Love, loss, memory, history, place are familiar preoccupations in John O’Donnell’s work; and, though poetry’s subject matter may be similar, a unique voice explores these themes in unique ways. The poems take us to very different places: Shakespeare in Ireland, the Holocaust, pioneering in Oregon, a grandmother’s Alzheimer’s. Here is a poet who searches for truth, and whether O’Donnell is remembering “me, surly in a sleeping-bag, fifteen” or the Omagh atrocity, the voice is always direct and honest, while capturing the close-up and personal with a wonderful fluency. O’Donnell’s poetry explores the steady and steadying presence of love within a family context but it also gives us the bigger picture, pictures of injustice, turmoil, ‘the unfathomable’ and what O’Donnell calls ‘a deep darker than ink’. Turn to these enriching and engaging poems in Sunlight: New and Selected Poems;the poems will turn to you.
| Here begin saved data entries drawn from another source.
//! A single folder in the tree: a synchronization [`Monitor`] plus the
//! `Arc` handle discipline described in `SPEC_FULL.md` §3/§9.

use crate::children::ChildTable;
use crate::monitor::Monitor;
use std::sync::atomic::{AtomicUsize, Ordering};
use std::sync::Arc;

/// Number of `Node`s currently allocated, process-wide. Bumped in
/// `Node::new`, decremented by `Node`'s `Drop` impl. Exists so tests can
/// assert that a tree's nodes are freed exactly once — the "no leak / no
/// double-free" property of `SPEC_FULL.md` §8 scenario 6 — without an
/// external allocator-checking dependency.
static LIVE_NODES: AtomicUsize = AtomicUsize::new(0);

/// Returns the current value of the process-wide live-node counter.
pub fn live_node_count() -> usize {
    LIVE_NODES.load(Ordering::SeqCst)
}

/// A folder node.
///
/// Nodes are always held behind `Arc<Node>`. The parent's child table
/// contributes one strong reference; every in-flight `read`/`write` call
/// holds its own clone for the call's duration. When `remove` unlinks a
/// node from its parent and marks it `to_delete`, the parent's owning
/// clone is dropped; the node itself is only actually freed once the last
/// remaining clone — held by whichever reader/writer/cleaner call is still
/// in flight — is also dropped. That is the reference-counted realization
/// of "the last reader frees the node" from `SPEC_FULL.md` §9.
pub struct Node {
    monitor: Monitor,
}

impl Node {
    /// Creates a new, empty, unattached node.
    pub(crate) fn new() -> Arc<Node> {
        LIVE_NODES.fetch_add(1, Ordering::SeqCst);
        Arc::new(Node {
            monitor: Monitor::new(),
        })
    }

    /// Acquires this node in read mode, blocking until admitted.
    pub(crate) fn read(self: &Arc<Self>) -> ReadGuard {
        self.monitor.start_reading();
        ReadGuard {
            node: Arc::clone(self),
        }
    }

    /// Acquires this node in write mode, blocking until admitted.
    pub(crate) fn write(self: &Arc<Self>) -> WriteGuard {
        self.monitor.start_writing();
        WriteGuard {
            node: Arc::clone(self),
        }
    }

    pub(crate) fn waiting_writers(&self) -> usize {
        self.monitor.waiting_writers()
    }

    pub(crate) fn set_to_delete(&self) {
        self.monitor.set_to_delete();
    }

    /// Blocks until every active and waiting reader/writer on this node,
    /// and recursively on every descendant, has drained — the "quiescence
    /// barrier" of `SPEC_FULL.md` §4.3 step 6.
    ///
    /// The caller must already hold an ancestor of this node write-locked,
    /// so that no new traversal can reach this subtree while draining is in
    /// progress; see `tree::move_path`.
    pub(crate) fn drain_subtree(self: &Arc<Self>) {
        self.monitor.start_cleaning();
        // SAFETY: `start_cleaning` just established that no reader, writer
        // or other cleaner is active or waiting anywhere on this node, and
        // the caller's held ancestor write-lock prevents any new traversal
        // from reaching it in the meantime, so reading the child table here
        // without going through a guard is sound; nothing else can be
        // concurrently touching it.
        let children = unsafe { self.monitor.children() }.all();
        for child in children {
            child.drain_subtree();
        }
    }
}

impl Drop for Node {
    fn drop(&mut self) {
        LIVE_NODES.fetch_sub(1, Ordering::SeqCst);
    }
}

/// RAII read access to a node: exists only while [`Monitor::start_reading`]
/// has been called and not yet matched by `finish_reading`. Every exit path
/// out of a tree operation — including an early `?` return from deep inside
/// traversal — releases the monitor by simply letting this guard (and any
/// guard for an ancestor still in scope) drop, which is the Rust
/// counterpart to §7's "every operation performs all acquired releases on
/// every exit path".
pub struct ReadGuard {
    node: Arc<Node>,
}

impl ReadGuard {
    pub(crate) fn node(&self) -> &Arc<Node> {
        &self.node
    }

    pub(crate) fn children(&self) -> &ChildTable {
        // SAFETY: holding a `ReadGuard` is exactly holding read admission.
        unsafe { self.node.monitor.children() }
    }
}

impl Drop for ReadGuard {
    fn drop(&mut self) {
        self.node.monitor.finish_reading();
    }
}

/// RAII write access to a node; see [`ReadGuard`].
pub struct WriteGuard {
    node: Arc<Node>,
}

impl WriteGuard {
    pub(crate) fn node(&self) -> &Arc<Node> {
        &self.node
    }

    pub(crate) fn children(&self) -> &ChildTable {
        // SAFETY: holding a `WriteGuard` is exactly holding write admission.
        unsafe { self.node.monitor.children() }
    }

    pub(crate) fn children_mut(&mut self) -> &mut ChildTable {
        // SAFETY: see `children`.
        unsafe { self.node.monitor.children_mut() }
    }
}

impl Drop for WriteGuard {
    fn drop(&mut self) {
        self.node.monitor.finish_writing();
    }
}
And you will be rewarded.
– Niall MacMonagle, from the Introduction
Some Other Country
The poem ‘Some Other Country’ won the Sunday Tribune/Hennessy New Irish Writing Award for Poetry in 1998.
The collection was published in 2002 by Bradshaw Books and a selection of the poems was chosen as the winner of the 2001 Listowel Writers’ Week /Ireland Funds Award for a short collection of poems.
Icarus Sees His Father Fly
Published in 2004 by The Dedalus Press, ‘Icarus sees his Father fly’ won the Listowel Writers’ Week award for poetry.
Sunlight
John O’Donnell’s Sunlight: New and Selected Poems draws on his three previous collections, adding a number of new poems which, among other things, record the loss of the poet’s mother in some of his most moving poems to date.